Le motivazioni alla base della proposta di abrogazione del reato

Con il voto degli emendamenti all’art. 1 del ddl Nordio in Senato è arrivato il via libera all’abrogazione del reato di abuso d’ufficio, anche se l’approvazione in Europa della proposta di direttiva del 3 maggio 2023 in tema di lotta alla corruzione, potrebbe cambiare lo scenario. La norma ha già subito un restringimento dell’ambito della condotta punita. Se nella precedente formulazione bastava la violazione di un regolamento, attualmente è necessaria la violazione di una regola di condotta prevista dalla legge o da un atto avente forza di legge, e che non lasci spazi di discrezionalità. La restrizione dell’ambito della fattispecie ha determinato una parziale abolitio criminis. Nel dibattito politico si è continuato a sostenere la necessità della totale abrogazione del reato, come unica possibilità per correggere il fenomeno c.d. della amministrazione difensiva da parte dei funzionari, inteso come atteggiamento caratterizzato da una cautela eccessiva fino alla paralisi decisionale, per il rischio di incorrere nell’apertura di un’indagine penale.

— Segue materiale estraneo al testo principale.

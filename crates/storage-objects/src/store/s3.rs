use async_trait::async_trait;
use aws_sdk_s3::error::DisplayErrorContext;
use aws_sdk_s3::primitives::ByteStream;
use aws_sdk_s3::Client;
use tracing::debug;

use super::ObjectStore;
use crate::error::ObjectStoreError;
use crate::location::ObjectLocation;

/// S3-backed store. Local locations are rejected.
#[derive(Debug, Clone)]
pub struct S3ObjectStore {
    client: Client,
}

impl S3ObjectStore {
    #[must_use]
    pub const fn new(client: Client) -> Self {
        Self { client }
    }

    pub fn from_sdk_config(sdk_config: &aws_config::SdkConfig) -> Self {
        Self::new(Client::new(sdk_config))
    }
}

fn bucket_key(location: &ObjectLocation) -> Result<(&str, &str), ObjectStoreError> {
    match location {
        ObjectLocation::S3 { bucket, key } => Ok((bucket, key)),
        ObjectLocation::Local(_) => Err(ObjectStoreError::Unsupported(format!(
            "{location}: S3 store only serves s3:// locations"
        ))),
    }
}

#[async_trait]
impl ObjectStore for S3ObjectStore {
    async fn get(&self, location: &ObjectLocation) -> Result<Vec<u8>, ObjectStoreError> {
        let (bucket, key) = bucket_key(location)?;
        let output = self
            .client
            .get_object()
            .bucket(bucket)
            .key(key)
            .send()
            .await
            .map_err(|err| {
                if err
                    .as_service_error()
                    .map(|e| e.is_no_such_key())
                    .unwrap_or(false)
                {
                    ObjectStoreError::NotFound(location.to_string())
                } else {
                    ObjectStoreError::Remote(format!("{location}: {}", DisplayErrorContext(&err)))
                }
            })?;
        let bytes = output
            .body
            .collect()
            .await
            .map_err(|err| ObjectStoreError::Io(format!("{location}: {err}")))?
            .into_bytes()
            .to_vec();
        debug!(%location, bytes = bytes.len(), "downloaded object");
        Ok(bytes)
    }

    async fn put(&self, location: &ObjectLocation, bytes: Vec<u8>) -> Result<(), ObjectStoreError> {
        let (bucket, key) = bucket_key(location)?;
        let len = bytes.len();
        self.client
            .put_object()
            .bucket(bucket)
            .key(key)
            .body(ByteStream::from(bytes))
            .send()
            .await
            .map_err(|err| {
                ObjectStoreError::Remote(format!("{location}: {}", DisplayErrorContext(&err)))
            })?;
        debug!(%location, bytes = len, "uploaded object");
        Ok(())
    }
}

La posizione di Giuseppe Busìa di restringere la fattispecie senza abrogarla

L’abolizione totale del reato ha sollevato molte preoccupazioni. La strada più prudente da percorrere, sarebbe stata quella prospettata dal Presidente dell’Autorità nazionale anti corruzione, Giuseppe Busìa, che aveva suggerito al Governo un ulteriore restringimento della fattispecie senza cancellarla, per evitare di creare un vuoto normativo che porrà la nostra legislazione in contrasto con gli obblighi internazionali e con la direttiva UE.